--- START ---

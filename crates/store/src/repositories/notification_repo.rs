//! Repository for notifications.

use chrono::Utc;
use melboard_core::error::CoreError;
use melboard_core::types::{DbId, Timestamp};

use crate::models::{CreateNotification, Notification};
use crate::store::{next_id, Store};

/// CRUD operations for notifications.
pub struct NotificationRepo;

impl NotificationRepo {
    /// Create a notification for a user.
    pub async fn create(
        store: &Store,
        input: CreateNotification,
    ) -> Result<Notification, CoreError> {
        store.simulate_latency().await;

        let mut notifications = store.notifications.write().await;
        let notification = Notification {
            id: next_id(notifications.iter().map(|n| n.id)),
            user_id: input.user_id,
            title: input.title,
            message: input.message,
            entity_type: input.entity_type,
            entity_id: input.entity_id,
            priority: input.priority,
            is_read: false,
            read_at: None,
            created_at: Utc::now(),
        };
        notifications.push(notification.clone());
        Ok(notification)
    }

    /// List notifications for a user, newest first.
    ///
    /// When `unread_only` is `true`, only unread notifications are returned.
    pub async fn list_for_user(
        store: &Store,
        user_id: DbId,
        unread_only: bool,
        limit: usize,
        offset: usize,
    ) -> Vec<Notification> {
        store.simulate_latency().await;

        let mut items: Vec<Notification> = store
            .notifications
            .read()
            .await
            .iter()
            .filter(|n| n.user_id == user_id)
            .filter(|n| !unread_only || !n.is_read)
            .cloned()
            .collect();
        items.sort_by(|a, b| b.created_at.cmp(&a.created_at).then(b.id.cmp(&a.id)));
        items.into_iter().skip(offset).take(limit).collect()
    }

    /// Number of unread notifications for a user.
    pub async fn unread_count(store: &Store, user_id: DbId) -> usize {
        store.simulate_latency().await;
        store
            .notifications
            .read()
            .await
            .iter()
            .filter(|n| n.user_id == user_id && !n.is_read)
            .count()
    }

    /// Mark a single notification as read.
    ///
    /// Returns `true` if the notification was found for the given user and
    /// was previously unread. Marking an already-read notification is a
    /// no-op, not an error.
    pub async fn mark_read(
        store: &Store,
        notification_id: DbId,
        user_id: DbId,
    ) -> Result<bool, CoreError> {
        store.simulate_latency().await;

        let mut notifications = store.notifications.write().await;
        let notification = notifications
            .iter_mut()
            .find(|n| n.id == notification_id && n.user_id == user_id)
            .ok_or(CoreError::NotFound {
                entity: "Notification",
                id: notification_id,
            })?;

        if notification.is_read {
            return Ok(false);
        }
        notification.is_read = true;
        notification.read_at = Some(Utc::now());
        Ok(true)
    }

    /// Mark all unread notifications as read for a user.
    ///
    /// Returns the number of notifications that were marked read.
    pub async fn mark_all_read(store: &Store, user_id: DbId) -> usize {
        store.simulate_latency().await;

        let now = Utc::now();
        let mut count = 0;
        let mut notifications = store.notifications.write().await;
        for n in notifications
            .iter_mut()
            .filter(|n| n.user_id == user_id && !n.is_read)
        {
            n.is_read = true;
            n.read_at = Some(now);
            count += 1;
        }
        count
    }

    /// Remove read notifications created before `cutoff`.
    ///
    /// Returns the number of notifications removed. Used by the retention
    /// background task.
    pub async fn delete_read_older_than(store: &Store, cutoff: Timestamp) -> usize {
        store.simulate_latency().await;

        let mut notifications = store.notifications.write().await;
        let before = notifications.len();
        notifications.retain(|n| !n.is_read || n.created_at >= cutoff);
        before - notifications.len()
    }
}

--- END ---

Check each line above for the string "before" and show the ones that have it.

    /// Remove read notifications created before `cutoff`.
        let before = notifications.len();
        before - notifications.len()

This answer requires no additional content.